The latest proposal unveiled by Reid comes in the form of a bill introduced by Sen. Bill Casey, D-Penn., who also introduced the original legislation.

“Like our previous proposal, this scaled-back version will cut taxes for 160 million American workers, including 1.2 million Nevadans,” said Reid. “Sen. Casey’s proposal will allow the average family to keep an extra $1,500 to spend on necessities next year. And like our previous proposal it won’t add a penny to the deficit. It will be fully paid for with a mixture of spending cuts Republicans have already agreed to and a tiny surtax on the top two-tenths of one percent of American taxpayers.
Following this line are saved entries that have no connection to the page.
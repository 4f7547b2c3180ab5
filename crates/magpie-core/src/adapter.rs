use std::fmt;
use std::future::Future;

use tokio::sync::mpsc;

use crate::aggregator::SinkMessage;
use crate::error::CrawlError;
use crate::identity::WorkerIdentity;

/// Handle a site adapter uses to hand finished documents to the
/// aggregator. Ownership of the document transfers on push.
///
/// The channel is bounded; `push` blocks once it fills, so the engine
/// must have an aggregator draining it before documents flow.
#[derive(Clone)]
pub struct DocumentSink {
    tx: mpsc::Sender<SinkMessage>,
}

impl DocumentSink {
    pub fn new(tx: mpsc::Sender<SinkMessage>) -> Self {
        Self { tx }
    }

    pub async fn push(&self, document: String) -> Result<(), CrawlError> {
        self.tx
            .send(SinkMessage::Document(document))
            .await
            .map_err(|_| CrawlError::Adapter("result channel closed".into()))
    }
}

/// Site-specific scrape logic, invoked once per task by a worker.
///
/// Implementations must consult the checkpoint store before doing network
/// work and must not fail for ordinary "nothing found" conditions. Only
/// errors that mean the worker itself is compromised (banned egress,
/// exhausted retries, rate limiting) should be returned; per-item failures
/// are logged and skipped so a partial result is still a result.
pub trait Adapter: Send + Sync + Clone + 'static {
    type Task: Send + Clone + fmt::Display + 'static;

    fn run(
        &self,
        task: Self::Task,
        identity: &WorkerIdentity,
        sink: &DocumentSink,
    ) -> impl Future<Output = Result<(), CrawlError>> + Send;
}

/// Loads the task backlog and per-worker identities for one crawl.
/// Implemented by crawl configurations.
pub trait Configurable {
    type Task;

    fn load_tasks(&self) -> Result<(Vec<Self::Task>, Vec<WorkerIdentity>), CrawlError>;
}
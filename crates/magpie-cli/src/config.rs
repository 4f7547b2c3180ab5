//! Crawl configuration loading.
//!
//! One YAML file per crawl describes where output and checkpoints live,
//! which egress identities to run, and the task-list file to load.

use std::fs;
use std::path::{Path, PathBuf};
use std::time::Duration;

use magpie_core::adapter::Configurable;
use magpie_core::error::CrawlError;
use magpie_core::identity::{WorkerIdentity, parse_identity_list};
use serde::Deserialize;

use crate::pages::PageTask;

fn default_interval() -> u64 {
    1
}

#[derive(Debug, Clone, Deserialize)]
pub struct CrawlConfig {
    /// Output file prefix; segments are `{save_id}_{00000..}.jsonl`.
    pub save_id: String,
    pub save_dir: PathBuf,
    pub cache_dir: PathBuf,
    /// Tab-separated task list: `id\turl\tpages`, first line is a header.
    pub tasklist: PathBuf,
    /// Egress identity specs, `"ip"` or `"ip:interval_secs"`. Empty runs
    /// a single unbound worker.
    #[serde(default)]
    pub ips: Vec<String>,
    #[serde(default = "default_interval")]
    pub default_interval: u64,
    #[serde(default)]
    pub webhook_url: Option<String>,
}

impl CrawlConfig {
    pub fn load(path: &Path) -> Result<Self, CrawlError> {
        let raw = fs::read_to_string(path)?;
        serde_yaml::from_str(&raw)
            .map_err(|e| CrawlError::Config(format!("{}: {e}", path.display())))
    }

    pub fn identities(&self) -> Result<Vec<WorkerIdentity>, CrawlError> {
        let default_interval = Duration::from_secs(self.default_interval);
        if self.ips.is_empty() {
            return Ok(vec![WorkerIdentity::new(None, default_interval, 0)]);
        }
        parse_identity_list(&self.ips, default_interval)
    }
}

impl Configurable for CrawlConfig {
    type Task = PageTask;

    fn load_tasks(&self) -> Result<(Vec<PageTask>, Vec<WorkerIdentity>), CrawlError> {
        Ok((load_page_tasks(&self.tasklist)?, self.identities()?))
    }
}

/// Parse the tab-separated task list, skipping the header line and any
/// blank lines.
pub fn load_page_tasks(path: &Path) -> Result<Vec<PageTask>, CrawlError> {
    let raw = fs::read_to_string(path)?;
    let mut tasks = Vec::new();
    for (number, line) in raw.lines().enumerate().skip(1) {
        let line = line.trim();
        if line.is_empty() {
            continue;
        }
        let mut columns = line.split('\t');
        let (Some(id), Some(url)) = (columns.next(), columns.next()) else {
            return Err(CrawlError::Config(format!(
                "{}:{}: expected `id\\turl[\\tpages]`",
                path.display(),
                number + 1
            )));
        };
        let pages = match columns.next() {
            Some(pages) => pages.parse().map_err(|_| {
                CrawlError::Config(format!(
                    "{}:{}: invalid page count {pages:?}",
                    path.display(),
                    number + 1
                ))
            })?,
            None => 1,
        };
        tasks.push(PageTask {
            id: id.to_string(),
            url: url.to_string(),
            pages,
        });
    }
    Ok(tasks)
}
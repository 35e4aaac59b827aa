//! Fixed-timestep frame pacing.
//!
//! The scheduler itself only knows frames. A [`FrameClock`] turns a
//! monotonically increasing elapsed time into a whole number of frames due,
//! carrying the remainder forward to the next call.

use std::time::Duration;

use crate::config::SchedulerConfig;
use crate::error::SchedulerError;

/// Accumulates elapsed time and reports how many fixed frames to run.
#[derive(Debug, Clone)]
pub struct FrameClock {
    period: Duration,
    accumulator: Duration,
    last: Option<Duration>,
    max_catch_up: u32,
    dropped: u64,
}

impl FrameClock {
    /// A clock running at `frame_rate` frames per second.
    pub fn new(frame_rate: f64) -> Result<Self, SchedulerError> {
        Self::with_config(&SchedulerConfig {
            frame_rate,
            ..SchedulerConfig::default()
        })
    }

    pub fn with_config(config: &SchedulerConfig) -> Result<Self, SchedulerError> {
        config.validate()?;
        Ok(Self {
            period: Duration::from_nanos((1e9 / config.frame_rate).round() as u64),
            accumulator: Duration::ZERO,
            last: None,
            max_catch_up: config.max_catch_up.max(1),
            dropped: 0,
        })
    }

    /// Length of one frame.
    pub fn period(&self) -> Duration {
        self.period
    }

    /// Frames discarded because more than `max_catch_up` were due at once.
    pub fn dropped_frames(&self) -> u64 {
        self.dropped
    }

    /// Feed the current elapsed time and return how many frames are due.
    ///
    /// The first call only establishes the starting point. A time earlier
    /// than the previous one is treated as no time passing.
    pub fn frames_due(&mut self, now: Duration) -> u32 {
        let Some(last) = self.last.replace(now) else {
            return 0;
        };
        if now < last {
            log::warn!("frame clock went backwards by {:?}", last - now);
            return 0;
        }
        self.accumulator += now - last;

        let period = self.period.as_nanos().max(1);
        let due = self.accumulator.as_nanos() / period;
        self.accumulator -= Duration::from_nanos((due * period) as u64);

        let cap = u128::from(self.max_catch_up);
        if due > cap {
            let skipped = (due - cap) as u64;
            self.dropped += skipped;
            log::debug!("frame clock fell behind, dropping {skipped} frame(s)");
            return self.max_catch_up;
        }
        due as u32
    }
}
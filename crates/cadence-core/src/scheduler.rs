//! The scheduler: owns the thinker arena and drives the frame cascade.
//!
//! # Architecture
//!
//! The `Scheduler` owns:
//! - The world state `W` shared by every thinker
//! - A `SlotMap` of thinker nodes (behavior, time factor, remainder, timers,
//!   child group)
//! - The root [`OrderedGroup`] and root time factor
//! - A frame counter and a queue of pending lifecycle hooks
//!
//! # Frame cascade
//!
//! Each [`advance`](Scheduler::advance) runs two passes over the attached
//! tree, siblings always highest priority first:
//! 1. **Tick pass** -- each thinker adds its effective time factor to its
//!    remainder and runs one tick step per whole [`UNIT`]: expired timers
//!    fire, then `on_tick`. Its children follow.
//! 2. **Frame pass** -- each thinker's `on_frame` runs exactly once, then its
//!    children's.
//!
//! Attachment changes requested while a group is being traversed are queued
//! and take effect when that group's last traversal ends. Lifecycle hooks
//! (`on_attach`, `on_detach`) run once the change has actually happened.

use std::any::Any;
use std::collections::VecDeque;
use std::hash::Hasher;
use std::time::Duration;

use slotmap::SlotMap;

use crate::clock::FrameClock;
use crate::config::SchedulerConfig;
use crate::error::SchedulerError;
use crate::fixed::{Fixed64, Ticks, UNIT, ZERO};
use crate::group::{GroupChange, OrderedGroup, Update};
use crate::hash::StateHash;
use crate::id::{Parent, ThinkerId, TimerHandle};
use crate::thinker::{ThinkContext, Thinker, TimeFactor};

// ---------------------------------------------------------------------------
// Nodes
// ---------------------------------------------------------------------------

#[derive(Debug, Clone, Copy, PartialEq, Eq)]
struct Timer {
    handle: TimerHandle,
    remaining: u32,
}

/// Per-thinker state stored in the arena.
struct Node<W> {
    /// `None` while one of the thinker's hooks is running.
    behavior: Option<Box<dyn Thinker<W>>>,
    /// The group this thinker is actually a member of.
    parent: Option<Parent>,
    /// The group this thinker will belong to once queued changes drain.
    next_parent: Option<Parent>,
    /// Priority as of the last request, queued or applied.
    priority: i32,
    time_factor: TimeFactor,
    remainder: Fixed64,
    /// Running timers in registration order.
    timers: Vec<Timer>,
    children: OrderedGroup<ThinkerId>,
    ticks_run: u64,
}

impl<W> Node<W> {
    fn new(behavior: Box<dyn Thinker<W>>) -> Self {
        Self {
            behavior: Some(behavior),
            parent: None,
            next_parent: None,
            priority: 0,
            time_factor: TimeFactor::Inherit,
            remainder: ZERO,
            timers: Vec::new(),
            children: OrderedGroup::tracked(),
            ticks_run: 0,
        }
    }

    fn is_running(&self) -> bool {
        self.behavior.is_none()
    }
}

#[derive(Debug, Clone, Copy)]
enum Lifecycle {
    Attached(Parent),
    Detached(Parent),
}

// ---------------------------------------------------------------------------
// Scheduler
// ---------------------------------------------------------------------------

/// Root container of the scheduling tree.
pub struct Scheduler<W = ()> {
    world: W,
    nodes: SlotMap<ThinkerId, Node<W>>,
    root: OrderedGroup<ThinkerId>,
    /// Time factor for thinkers that inherit all the way up.
    time_factor: Fixed64,
    config: SchedulerConfig,
    frame: Ticks,
    /// Lifecycle hooks waiting to run, in the order their changes happened.
    hooks: VecDeque<(ThinkerId, Lifecycle)>,
}

impl<W: std::fmt::Debug> std::fmt::Debug for Scheduler<W> {
    fn fmt(&self, f: &mut std::fmt::Formatter<'_>) -> std::fmt::Result {
        f.debug_struct("Scheduler")
            .field("world", &self.world)
            .field("frame", &self.frame)
            .field("time_factor", &self.time_factor)
            .field("thinkers", &self.nodes.len())
            .field("root_children", &self.root.len())
            .finish_non_exhaustive()
    }
}

impl<W: Default + 'static> Default for Scheduler<W> {
    fn default() -> Self {
        Self::new(W::default())
    }
}
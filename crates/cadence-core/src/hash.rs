//! Deterministic hashing of scheduler state for desync detection.
//!
//! [`StateHash`] is a 64-bit FNV-1a [`Hasher`]. Integer writes are fed in
//! little-endian order so a hash taken on one machine matches another.

use std::hash::Hasher;

use crate::fixed::Fixed64;
use crate::id::TimerHandle;

const FNV_OFFSET: u64 = 0xcbf2_9ce4_8422_2325;
const FNV_PRIME: u64 = 0x0000_0100_0000_01b3;

/// Running FNV-1a hash. Not cryptographic.
#[derive(Debug, Clone, Copy, PartialEq, Eq)]
pub struct StateHash(u64);

impl StateHash {
    pub fn new() -> Self {
        Self(FNV_OFFSET)
    }

    pub fn write_fixed64(&mut self, v: Fixed64) {
        self.write_i64(v.to_bits());
    }

    /// A running timer: its handle, then the ticks it has left.
    pub fn write_timer(&mut self, handle: TimerHandle, remaining: u32) {
        self.write_u32(handle.0);
        self.write_u32(remaining);
    }
}

impl Default for StateHash {
    fn default() -> Self {
        Self::new()
    }
}

impl Hasher for StateHash {
    fn write(&mut self, bytes: &[u8]) {
        self.0 = bytes
            .iter()
            .fold(self.0, |h, &b| (h ^ u64::from(b)).wrapping_mul(FNV_PRIME));
    }

    fn write_u32(&mut self, v: u32) {
        self.write(&v.to_le_bytes());
    }

    fn write_i32(&mut self, v: i32) {
        self.write(&v.to_le_bytes());
    }

    fn write_u64(&mut self, v: u64) {
        self.write(&v.to_le_bytes());
    }

    fn write_i64(&mut self, v: i64) {
        self.write(&v.to_le_bytes());
    }

    fn finish(&self) -> u64 {
        self.0
    }
}
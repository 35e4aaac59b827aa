//! Shared test helpers for integration tests and benchmarks.
//!
//! Gated behind `#[cfg(any(test, feature = "test-utils"))]` so these helpers
//! are available in unit tests, integration tests, and benchmarks (via the
//! `test-utils` feature).

use crate::error::SchedulerError;
use crate::fixed::Fixed64;
use crate::id::{Parent, ThinkerId, TimerHandle};
use crate::scheduler::Scheduler;
use crate::thinker::{ThinkContext, Thinker};

// ===========================================================================
// Fixed-point helper
// ===========================================================================

pub fn fixed(v: f64) -> Fixed64 {
    Fixed64::from_num(v)
}

// ===========================================================================
// Journal
// ===========================================================================

/// A hook invocation recorded by [`Probe`].
#[derive(Debug, Clone, Copy, PartialEq, Eq)]
pub enum Hook {
    Tick,
    Frame,
    Timer(TimerHandle),
    Attach(Parent),
    Detach(Parent),
}

/// World type for tests: an ordered log of every hook that ran.
#[derive(Debug, Default)]
pub struct Journal {
    pub entries: Vec<(&'static str, Hook)>,
}

impl Journal {
    pub fn record(&mut self, name: &'static str, hook: Hook) {
        self.entries.push((name, hook));
    }

    /// Names of the thinkers that ran `hook`, in order.
    pub fn names(&self, hook: Hook) -> Vec<&'static str> {
        self.entries
            .iter()
            .filter(|(_, h)| *h == hook)
            .map(|(name, _)| *name)
            .collect()
    }

    pub fn count(&self, name: &'static str, hook: Hook) -> usize {
        self.entries
            .iter()
            .filter(|(n, h)| *n == name && *h == hook)
            .count()
    }

    pub fn clear(&mut self) {
        self.entries.clear();
    }
}

// ===========================================================================
// Thinkers
// ===========================================================================

/// Records every hook into the [`Journal`] under its name.
#[derive(Debug, Clone)]
pub struct Probe {
    pub name: &'static str,
}

pub fn probe(name: &'static str) -> Probe {
    Probe { name }
}

impl Thinker<Journal> for Probe {
    fn on_tick(&mut self, cx: &mut ThinkContext<'_, Journal>) -> Result<(), SchedulerError> {
        cx.world_mut().record(self.name, Hook::Tick);
        Ok(())
    }

    fn on_frame(&mut self, cx: &mut ThinkContext<'_, Journal>) -> Result<(), SchedulerError> {
        cx.world_mut().record(self.name, Hook::Frame);
        Ok(())
    }

    fn on_timer(
        &mut self,
        cx: &mut ThinkContext<'_, Journal>,
        handle: TimerHandle,
    ) -> Result<(), SchedulerError> {
        cx.world_mut().record(self.name, Hook::Timer(handle));
        Ok(())
    }

    fn on_attach(&mut self, cx: &mut ThinkContext<'_, Journal>, parent: Parent) -> Result<(), SchedulerError> {
        cx.world_mut().record(self.name, Hook::Attach(parent));
        Ok(())
    }

    fn on_detach(&mut self, cx: &mut ThinkContext<'_, Journal>, parent: Parent) -> Result<(), SchedulerError> {
        cx.world_mut().record(self.name, Hook::Detach(parent));
        Ok(())
    }
}

/// Fails every tick after recording it.
#[derive(Debug, Clone)]
pub struct Faulty {
    pub name: &'static str,
}

impl Thinker<Journal> for Faulty {
    fn on_tick(&mut self, cx: &mut ThinkContext<'_, Journal>) -> Result<(), SchedulerError> {
        cx.world_mut().record(self.name, Hook::Tick);
        Err(SchedulerError::action(format!("{} failed", self.name)))
    }
}

// ===========================================================================
// Tree builders
// ===========================================================================

/// Spawn a [`Probe`] and attach it beneath `parent`.
pub fn spawn_probe(
    scheduler: &mut Scheduler<Journal>,
    name: &'static str,
    parent: impl Into<Parent>,
    priority: i32,
) -> ThinkerId {
    let id = scheduler.spawn(probe(name));
    scheduler
        .attach(id, parent, priority)
        .expect("probe attach should succeed");
    id
}

/// A root with `width` probes, each with `depth` generations of a single
/// child beneath it. Returns the top-level ids.
pub fn build_forest(scheduler: &mut Scheduler<Journal>, width: usize, depth: usize) -> Vec<ThinkerId> {
    let mut tops = Vec::with_capacity(width);
    for i in 0..width {
        let top = spawn_probe(scheduler, "top", Parent::Root, (i % 4) as i32);
        let mut parent = top;
        for _ in 0..depth {
            parent = spawn_probe(scheduler, "child", parent, 0);
        }
        tops.push(top);
    }
    tops
}
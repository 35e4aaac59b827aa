use fixed::types::I32F32;

/// Q32.32 fixed-point: 32 integer bits, 32 fractional bits.
///
/// One [`UNIT`] of accumulated time is one tick.
pub type Fixed64 = I32F32;

/// Frames and ticks are counted with plain integers.
pub type Ticks = u64;

/// 1.0 in fixed-point, i.e. `2^32` fracunits.
pub const UNIT: Fixed64 = Fixed64::ONE;

/// 0.0 in fixed-point.
pub const ZERO: Fixed64 = Fixed64::ZERO;

const FRAC_BITS: u32 = 32;

/// Convert an f64 to Fixed64, rounding to the nearest fracunit with ties to
/// even. Out-of-range values saturate, NaN becomes zero. Use only for
/// initialization, never in the sim loop.
#[inline]
pub fn from_f64(v: f64) -> Fixed64 {
    if v.is_nan() {
        return ZERO;
    }
    Fixed64::saturating_from_num(v)
}

/// Convert Fixed64 to f64. Use only for display, never in the sim loop.
#[inline]
pub fn to_f64(v: Fixed64) -> f64 {
    v.to_num::<f64>()
}

/// A whole number of ticks as a fixed-point value.
#[inline]
pub fn from_ticks(ticks: i32) -> Fixed64 {
    Fixed64::from_num(ticks)
}

/// The whole ticks contained in `v`, rounded toward negative infinity.
#[inline]
pub fn whole_ticks(v: Fixed64) -> i64 {
    v.to_bits() >> FRAC_BITS
}

/// Multiply, rounding toward negative infinity. A result that does not fit
/// in Q32.32 wraps; use [`checked_mul`] where that matters.
#[inline]
pub fn mul(a: Fixed64, b: Fixed64) -> Fixed64 {
    a.wrapping_mul(b)
}

/// Multiplication that returns `None` when the result does not fit.
#[inline]
pub fn checked_mul(a: Fixed64, b: Fixed64) -> Option<Fixed64> {
    a.checked_mul(b)
}

/// Divide, truncating toward zero.
///
/// # Panics
///
/// Panics when `b` is zero. Callers guarantee a non-zero divisor; use
/// [`checked_div`] otherwise.
#[inline]
pub fn div(a: Fixed64, b: Fixed64) -> Fixed64 {
    a.wrapping_div(b)
}

/// Division that returns `None` on a zero divisor or overflow.
#[inline]
pub fn checked_div(a: Fixed64, b: Fixed64) -> Option<Fixed64> {
    a.checked_div(b)
}

/// Square root via f64. Precision loss is acceptable here; negative input
/// yields zero.
#[inline]
pub fn sqrt(a: Fixed64) -> Fixed64 {
    from_f64(to_f64(a).sqrt())
}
Every spending reduction in the proposal was agreed to by a bicameral group of Republicans on the Supercommittee, so we know they support these cuts. And, in an effort to make our proposal more palatable to Republicans, we have conceded to significantly cut the surtax on income above $1 million and make it temporary.”

Reid’s proposal reportedly would cut the surtax on millionaires from 3.25 percent to 2 percent. It would also drop the payroll tax cut for employers. Under the original bill, which has been promoted heavily by President Obama, it would cut in half the taxes employers paid on their first $5 million in payroll, and completely eliminate payroll taxes for companies that increase their payrolls by either adding new workers or increasing the wages of their current workers, capped at the first $50 million in payroll increases.

The new version would focus on tax cuts for employees as opposed to employers, as in the Republican version. However, while the Republican version extended this year’s current 2 percentage point cut in Social Security and Medicare withholding taxes, from 6.2 to 4.2 percent, the Democratic version would try to cut the taxes in half, from 6.2 to 3.1 percent, as Obama has proposed. The changes in the Democratic bill would reduce the cost from $265 billion to $180 billion over a decade, according to Bloomberg News.

Republicans are also reportedly working on a new version of their bill. Sen. Orrin Hatch, R-Utah, the ranking Republican member of the Senate Finance Committee, dismissed the Democrats’ latest version. “It’s hard for the majority to call this a compromise when the other side hasn’t been involved,” he said in a statement. “Frankly, the only thing bipartisan about this latest political gambit is opposition to the permanent tax hike on small businesses to pay for temporary one-year tax policy. With the long list of things Congress has to get done by the end of the year and the clock ticking, it’s pretty mystifying that the majority is pursuing more political show votes that won’t go anywhere.”

Among the items on the to-do list for Congress are extending federal emergency unemployment insurance benefits, which are set to expire at the end of the year, “patching” the alternative minimum tax to prevent it from affecting millions more middle-class taxpayers, passing the annual “doc fix” to keep Medicare reimbursement rates for physicians from plunging, and passing extenders for a number of tax breaks, including the R&D credit and deductions of state and local taxes.